--- Exercise ---
Copy out all lines bearing the word "ListingFilter" from the listing below.

━━ Stored data

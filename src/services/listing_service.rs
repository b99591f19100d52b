// src/services/listing_service.rs

//! Ad lifecycle: create, read, owner-only update/delete, and wishlist membership.

use std::collections::HashMap;

use chrono::Utc;
use serde::de::DeserializeOwned;
use serde::Deserialize;
use serde_json::Value;

use crate::error::ApiError;
use crate::media::UploadedFile;
use crate::models::listing::{
    Amenity, Coordinates, DistanceFrom, HouseholdPreference, Listing, ListingStatus, ListingType,
    ListingView, PropertyType, StayLength, TenantType,
};
use crate::models::user::default_id;
use crate::services::listing_query::{parse_tag, ListingFilter, ListingQuery};
use crate::services::media_service;
use crate::state::AppState;
use crate::store::WishlistChange;

pub const HEADLINE_MAX_CHARS: usize = 100;
pub const DESCRIPTION_MAX_CHARS: usize = 2000;

/// Text fields of a multipart ad submission. Structured values arrive JSON encoded.
pub type AdForm = HashMap<String, String>;

fn field<'a>(form: &'a AdForm, name: &str) -> Option<&'a str> {
    form.get(name).map(String::as_str)
}

fn required<'a>(form: &'a AdForm, name: &str) -> Result<&'a str, ApiError> {
    field(form, name)
        .map(str::trim)
        .filter(|v| !v.is_empty())
        .ok_or_else(|| ApiError::validation(format!("{} is required", name)))
}

fn parse_json<T: DeserializeOwned>(name: &str, raw: &str) -> Result<T, ApiError> {
    serde_json::from_str(raw).map_err(|e| ApiError::validation(format!("Invalid {}: {}", name, e)))
}

fn parse_bounded_text(name: &str, raw: &str, max: usize) -> Result<String, ApiError> {
    let text = raw.trim();
    if text.is_empty() {
        return Err(ApiError::validation(format!("{} is required", name)));
    }
    if text.chars().count() > max {
        return Err(ApiError::validation(format!(
            "{} must be at most {} characters",
            name, max
        )));
    }
    Ok(text.to_string())
}

fn parse_price(raw: &str) -> Result<f64, ApiError> {
    let price: f64 = raw
        .trim()
        .parse()
        .map_err(|_| ApiError::validation("price must be a number"))?;
    if !price.is_finite() || price < 0.0 {
        return Err(ApiError::validation("price must be zero or more"));
    }
    Ok(price)
}

fn parse_enum<T: DeserializeOwned>(name: &str, raw: &str) -> Result<T, ApiError> {
    parse_tag(raw.trim()).ok_or_else(|| ApiError::validation(format!("Invalid {} '{}'", name, raw)))
}

fn parse_coordinates(raw: &str) -> Result<Option<Coordinates>, ApiError> {
    let raw = raw.trim();
    if raw.is_empty() || raw == "null" {
        return Ok(None);
    }
    let c: Coordinates = parse_json("coordinates", raw)?;
    if !(-90.0..=90.0).contains(&c.lat) || !(-180.0..=180.0).contains(&c.lng) {
        return Err(ApiError::validation("coordinates out of range"));
    }
    Ok(Some(c))
}

fn parse_distance_from(raw: &str) -> Result<DistanceFrom, ApiError> {
    if raw.trim().is_empty() {
        return Ok(DistanceFrom::default());
    }
    let d: DistanceFrom = parse_json("distanceFrom", raw)?;
    let all = [d.tube, d.bus, d.railway, d.metro];
    if all.iter().any(|v| !v.is_finite() || *v < 0.0) {
        return Err(ApiError::validation("distanceFrom values must be zero or more"));
    }
    Ok(d)
}

#[derive(Deserialize, Default)]
#[serde(default)]
struct RawStayLength {
    min: Option<Value>,
    max: Option<Value>,
}

/// A bound that is missing, null or not a number falls back to `default`.
fn stay_bound(name: &str, raw: Option<Value>, default: u32) -> Result<u32, ApiError> {
    let number = match raw {
        Some(Value::Number(n)) => n.as_f64(),
        Some(Value::String(s)) => s.trim().parse::<f64>().ok(),
        _ => None,
    };
    match number.filter(|n| n.is_finite()) {
        None => Ok(default),
        Some(n) if n < 1.0 || n > f64::from(u32::MAX) => Err(ApiError::validation(format!(
            "stayLength.{} must be at least 1",
            name
        ))),
        Some(n) => Ok(n.round() as u32),
    }
}

/// Missing or non-numeric bounds default to 1..12 months; `min > max` is rejected.
pub fn parse_stay_length(raw: &str) -> Result<StayLength, ApiError> {
    let parsed: RawStayLength = if raw.trim().is_empty() {
        RawStayLength::default()
    } else {
        parse_json("stayLength", raw)?
    };
    let defaults = StayLength::default();
    let stay = StayLength {
        min: stay_bound("min", parsed.min, defaults.min)?,
        max: stay_bound("max", parsed.max, defaults.max)?,
    };
    if stay.min > stay.max {
        return Err(ApiError::validation(
            "stayLength.min must not be greater than stayLength.max",
        ));
    }
    Ok(stay)
}

/// A JSON array of tags; duplicates are dropped.
fn parse_tag_set<T: DeserializeOwned + PartialEq>(name: &str, raw: &str) -> Result<Vec<T>, ApiError> {
    if raw.trim().is_empty() {
        return Ok(vec![]);
    }
    let parsed: Vec<T> = parse_json(name, raw)?;
    let mut tags = Vec::with_capacity(parsed.len());
    for tag in parsed {
        if !tags.contains(&tag) {
            tags.push(tag);
        }
    }
    Ok(tags)
}

/// Builds a pending ad from a submission. Photos are attached by the caller.
pub fn listing_from_form(owner_id: &str, form: &AdForm) -> Result<Listing, ApiError> {
    let listing_type: ListingType = parse_enum("listingType", required(form, "listingType")?)?;
    let headline = parse_bounded_text("headline", required(form, "headline")?, HEADLINE_MAX_CHARS)?;
    let description = parse_bounded_text(
        "description",
        required(form, "description")?,
        DESCRIPTION_MAX_CHARS,
    )?;
    let location = required(form, "location")?.to_string();
    let price = parse_price(required(form, "price")?)?;
    let property_type: PropertyType = parse_enum("propertyType", required(form, "propertyType")?)?;

    let now = Utc::now();
    let mut listing = Listing {
        id: default_id(),
        user_id: owner_id.to_string(),
        listing_type,
        headline,
        description,
        location,
        coordinates: None,
        geo: None,
        price,
        distance_from: parse_distance_from(field(form, "distanceFrom").unwrap_or_default())?,
        stay_length: parse_stay_length(field(form, "stayLength").unwrap_or_default())?,
        property_type,
        amenities: parse_tag_set("amenities", field(form, "amenities").unwrap_or_default())?,
        tenant_preferred: parse_tag_set(
            "tenantPreferred",
            field(form, "tenantPreferred").unwrap_or_default(),
        )?,
        tenant_other: field(form, "tenantOther").unwrap_or_default().trim().to_string(),
        household_preferences: parse_tag_set(
            "householdPreferences",
            field(form, "householdPreferences").unwrap_or_default(),
        )?,
        photos: vec![],
        status: ListingStatus::Pending,
        wishlisted_by: vec![],
        owner: None,
        created_at: now,
        updated_at: now,
    };
    listing.set_coordinates(parse_coordinates(field(form, "coordinates").unwrap_or_default())?);
    Ok(listing)
}

/// Owner-editable fields. Anything not listed here is ignored on update.
#[derive(Debug, Default)]
pub struct ListingPatch {
    pub headline: Option<String>,
    pub description: Option<String>,
    pub location: Option<String>,
    pub coordinates: Option<Option<Coordinates>>,
    pub price: Option<f64>,
    pub distance_from: Option<DistanceFrom>,
    pub stay_length: Option<StayLength>,
    pub amenities: Option<Vec<Amenity>>,
    pub tenant_preferred: Option<Vec<TenantType>>,
    pub household_preferences: Option<Vec<HouseholdPreference>>,
    pub tenant_other: Option<String>,
}

impl ListingPatch {
    /// Validates every supplied field before anything is applied.
    pub fn from_form(form: &AdForm) -> Result<Self, ApiError> {
        Ok(Self {
            headline: field(form, "headline")
                .map(|v| parse_bounded_text("headline", v, HEADLINE_MAX_CHARS))
                .transpose()?,
            description: field(form, "description")
                .map(|v| parse_bounded_text("description", v, DESCRIPTION_MAX_CHARS))
                .transpose()?,
            location: field(form, "location")
                .map(|v| parse_bounded_text("location", v, usize::MAX))
                .transpose()?,
            coordinates: field(form, "coordinates").map(parse_coordinates).transpose()?,
            price: field(form, "price").map(parse_price).transpose()?,
            distance_from: field(form, "distanceFrom").map(parse_distance_from).transpose()?,
            stay_length: field(form, "stayLength").map(parse_stay_length).transpose()?,
            amenities: field(form, "amenities")
                .map(|v| parse_tag_set("amenities", v))
                .transpose()?,
            tenant_preferred: field(form, "tenantPreferred")
                .map(|v| parse_tag_set("tenantPreferred", v))
                .transpose()?,
            household_preferences: field(form, "householdPreferences")
                .map(|v| parse_tag_set("householdPreferences", v))
                .transpose()?,
            tenant_other: field(form, "tenantOther").map(|v| v.trim().to_string()),
        })
    }

    pub fn apply(self, listing: &mut Listing) {
        if let Some(v) = self.headline {
            listing.headline = v;
        }
        if let Some(v) = self.description {
            listing.description = v;
        }
        if let Some(v) = self.location {
            listing.location = v;
        }
        if let Some(v) = self.coordinates {
            listing.set_coordinates(v);
        }
        if let Some(v) = self.price {
            listing.price = v;
        }
        if let Some(v) = self.distance_from {
            listing.distance_from = v;
        }
        if let Some(v) = self.stay_length {
            listing.stay_length = v;
        }
        if let Some(v) = self.amenities {
            listing.amenities = v;
        }
        if let Some(v) = self.tenant_preferred {
            listing.tenant_preferred = v;
        }
        if let Some(v) = self.household_preferences {
            listing.household_preferences = v;
        }
        if let Some(v) = self.tenant_other {
            listing.tenant_other = v;
        }
    }
}

/// A session token can outlive its account; writes keyed on the caller need the account.
async fn require_account(state: &AppState, user_id: &str) -> Result<(), ApiError> {
    match state.users.find_user_by_id(user_id).await? {
        Some(_) => Ok(()),
        None => Err(ApiError::not_found("User not found")),
    }
}

pub async fn create(
    state: &AppState,
    owner_id: &str,
    form: &AdForm,
    photos: &[UploadedFile],
) -> Result<Listing, ApiError> {
    let mut listing = listing_from_form(owner_id, form)?;
    require_account(state, owner_id).await?;
    if photos.is_empty() {
        return Err(ApiError::validation("At least one photo is required"));
    }
    listing.photos = media_service::upload_all(state.media.as_ref(), photos).await?;

    state.listings.insert_listing(&listing).await?;
    log::info!("Ad {} created by {}", listing.id, owner_id);
    Ok(listing)
}

pub async fn get(state: &AppState, id: &str) -> Result<ListingView, ApiError> {
    state
        .listings
        .find_listing_with_owner(id)
        .await?
        .map(ListingView::from)
        .ok_or_else(|| ApiError::not_found("Ad not found"))
}

pub async fn list_by_owner(state: &AppState, owner_id: &str) -> Result<Vec<ListingView>, ApiError> {
    let ads = state.listings.listings_by_owner(owner_id).await?;
    Ok(ads.into_iter().map(ListingView::from).collect())
}

pub async fn search(state: &AppState, filter: ListingFilter) -> Result<Vec<ListingView>, ApiError> {
    let query = ListingQuery::from_filter(filter)?;
    let ads = state.listings.search_listings(&query).await?;
    Ok(ads.into_iter().map(ListingView::from).collect())
}

/// Loads an ad and checks that `caller_id` owns it.
async fn load_owned(
    state: &AppState,
    id: &str,
    caller_id: &str,
    action: &str,
) -> Result<Listing, ApiError> {
    let listing = state
        .listings
        .find_listing(id)
        .await?
        .ok_or_else(|| ApiError::not_found("Ad not found"))?;
    if listing.user_id != caller_id {
        return Err(ApiError::Forbidden(format!("Not authorized to {} this ad", action)));
    }
    Ok(listing)
}

/// Merges the allowed fields and appends any new photos.
pub async fn update(
    state: &AppState,
    id: &str,
    caller_id: &str,
    form: &AdForm,
    photos: &[UploadedFile],
) -> Result<Listing, ApiError> {
    let mut listing = load_owned(state, id, caller_id, "update").await?;
    let patch = ListingPatch::from_form(form)?;

    patch.apply(&mut listing);
    if !photos.is_empty() {
        let urls = media_service::upload_all(state.media.as_ref(), photos).await?;
        listing.photos.extend(urls);
    }
    listing.updated_at = Utc::now();

    if !state.listings.replace_listing(&listing).await? {
        return Err(ApiError::not_found("Ad not found"));
    }
    log::info!("Ad {} updated", listing.id);
    Ok(listing)
}

/// Removes the photos (best effort) and then the record.
pub async fn delete(state: &AppState, id: &str, caller_id: &str) -> Result<(), ApiError> {
    let listing = load_owned(state, id, caller_id, "delete").await?;
    media_service::remove_all(state.media.as_ref(), &listing.photos).await;
    state.listings.delete_listing(&listing.id).await?;
    log::info!("Ad {} deleted", listing.id);
    Ok(())
}

pub async fn add_to_wishlist(state: &AppState, id: &str, user_id: &str) -> Result<(), ApiError> {
    require_account(state, user_id).await?;
    match state.listings.add_to_wishlist(id, user_id).await? {
        WishlistChange::Changed => Ok(()),
        WishlistChange::Unchanged => Err(ApiError::Conflict("Ad already in wishlist".into())),
        WishlistChange::ListingMissing => Err(ApiError::not_found("Ad not found")),
    }
}

/// Removing an ad that is not in the wishlist is not an error.
pub async fn remove_from_wishlist(state: &AppState, id: &str, user_id: &str) -> Result<(), ApiError> {
    match state.listings.remove_from_wishlist(id, user_id).await? {
        WishlistChange::Changed | WishlistChange::Unchanged => Ok(()),
        WishlistChange::ListingMissing => Err(ApiError::not_found("Ad not found")),
    }
}

pub async fn get_wishlist(state: &AppState, user_id: &str) -> Result<Vec<ListingView>, ApiError> {
    let ads = state.listings.wishlisted_by(user_id).await?;
    Ok(ads.into_iter().map(ListingView::from).collect())
}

━━━━

--- Expected answer ---
use crate::services::listing_query::{parse_tag, ListingFilter, ListingQuery};
pub async fn search(state: &AppState, filter: ListingFilter) -> Result<Vec<ListingView>, ApiError> {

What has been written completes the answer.